イケボ男子に恋をしました。



『清家さんを妬んでいる女子たちの仕業だって。相楽さんを始めとする女子が清家さんをイジメる計画を偶然聞いて知ったらしくて……。

それで絶交すれば清家さんには何もしないって脅されて今の状態だって。

だから今木下さんめっちゃ泣いてる』



相楽さんは高峯に何度も告って振られた1組の女子で、高峯が「気持ちは嬉しいけどいい加減やめてほしい」と珍しく嫌がっていた人でもある。

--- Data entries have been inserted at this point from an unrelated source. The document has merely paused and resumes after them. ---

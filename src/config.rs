use std::fs;
use std::net::IpAddr;
use std::path::Path;

use anyhow::{Context, Result};
use hickory_proto::rr::{DNSClass, RecordType};
use serde::Deserialize;
use tracing::info;

use crate::entry::DEFAULT_LOCAL_TTL;

#[derive(Debug, Clone, Deserialize)]
pub struct Config {
    /// UDP监听端口，缺省53。
    #[serde(default = "default_port")]
    pub port: u16,
    /// 解析缓存容量（条目数），缺省1000。
    #[serde(default = "default_cache_size")]
    pub cache_size: usize,
    /// 非本地域名是否递归解析，缺省关闭。
    #[serde(default)]
    pub recursive: bool,
    /// 已知服务器列表域名指向的重定向地址。
    #[serde(default)]
    pub redirect_ip: Option<String>,
    /// 作为本地 A 记录指向 `redirect_ip` 的域名列表。
    #[serde(default = "default_redirect_names")]
    pub redirect_names: Vec<String>,
    /// 查询前从域名末尾剥离的可选伪后缀。
    #[serde(default)]
    pub strip_suffix: Option<String>,
    /// 自定义的权威本地记录。
    #[serde(default)]
    pub local_entries: Vec<LocalEntrySpec>,
}

impl Default for Config {
    fn default() -> Self {
        Self {
            port: default_port(),
            cache_size: default_cache_size(),
            recursive: false,
            redirect_ip: None,
            redirect_names: default_redirect_names(),
            strip_suffix: None,
            local_entries: Vec::new(),
        }
    }
}

#[derive(Debug, Clone, Deserialize)]
pub struct LocalEntrySpec {
    #[serde(rename = "type")]
    pub rtype: String,
    pub domain: String,
    pub record: String,
    #[serde(default = "default_ttl")]
    pub ttl: u32,
    #[serde(default = "default_class")]
    pub class: String,
}

impl LocalEntrySpec {
    pub fn record_type(&self) -> Result<RecordType> {
        match self.rtype.to_ascii_uppercase().as_str() {
            "A" => Ok(RecordType::A),
            "AAAA" => Ok(RecordType::AAAA),
            "CNAME" => Ok(RecordType::CNAME),
            "NS" => Ok(RecordType::NS),
            "PTR" => Ok(RecordType::PTR),
            "TXT" => Ok(RecordType::TXT),
            other => anyhow::bail!("unknown record type: {other}"),
        }
    }

    pub fn dns_class(&self) -> Result<DNSClass> {
        match self.class.to_ascii_uppercase().as_str() {
            "IN" => Ok(DNSClass::IN),
            "CH" => Ok(DNSClass::CH),
            "HS" => Ok(DNSClass::HS),
            other => anyhow::bail!("unknown record class: {other}"),
        }
    }
}

pub fn load_config(path: &Path) -> Result<Config> {
    let raw = fs::read_to_string(path)
        .with_context(|| format!("read config file: {}", path.display()))?;
    let cfg: Config = serde_json::from_str(&raw)
        .with_context(|| format!("parse config file: {}", path.display()))?;

    if cfg.cache_size == 0 {
        anyhow::bail!("cache_size must be at least 1");
    }
    if let Some(ip) = cfg.redirect_ip.as_ref() {
        let _parsed: IpAddr = ip
            .parse()
            .with_context(|| format!("parse redirect_ip: {ip}"))?;
    }

    info!(target = "config", path = %path.display(), entries = cfg.local_entries.len(), "config loaded");
    Ok(cfg)
}

fn default_port() -> u16 {
    53
}

fn default_cache_size() -> usize {
    1000
}

fn default_ttl() -> u32 {
    DEFAULT_LOCAL_TTL
}

fn default_class() -> String {
    "IN".to_string()
}

// The server-list hostnames the target consoles are hardwired to look up.
fn default_redirect_names() -> Vec<String> {
    [
        "hivebedrock.network",
        "geo.hivebedrock.network",
        "mco.mineplex.com",
        "play.mineplex.com",
        "play.inpvp.net",
        "mco.lbsg.net",
        "play.lbsg.net",
        "mco.cubecraft.net",
    ]
    .into_iter()
    .map(str::to_string)
    .collect()
}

『もし清家さんがいたら、オタクのまま過ごして欲しいって伝えといてくれない?
木下さんがそう言ってるんだ』



オタクのままって……。


俺も前の清家さんの方がしっくり来るし、友達でいたいと思う。



うるさくて


言葉も心も素直で


重度の二次元オタクで


自分を貫いたあの時の清家さんの方がよっぽど好きだ。


……断じて恋愛感情じゃないからな。



「うん、分かった」


『……恭弥もちゃっかり清家さんを心配してるじゃん』


「まあ……友達、だからな」



俺と清家さんの関係は友達で合っているはずなのに、


何故か胸がモヤモヤした。



「なあ高峯。そのこと、伝えるべき?」


『今、清家さん近くにいるの?』



高峯は清家さんのことだと分かってくれたみたいだ。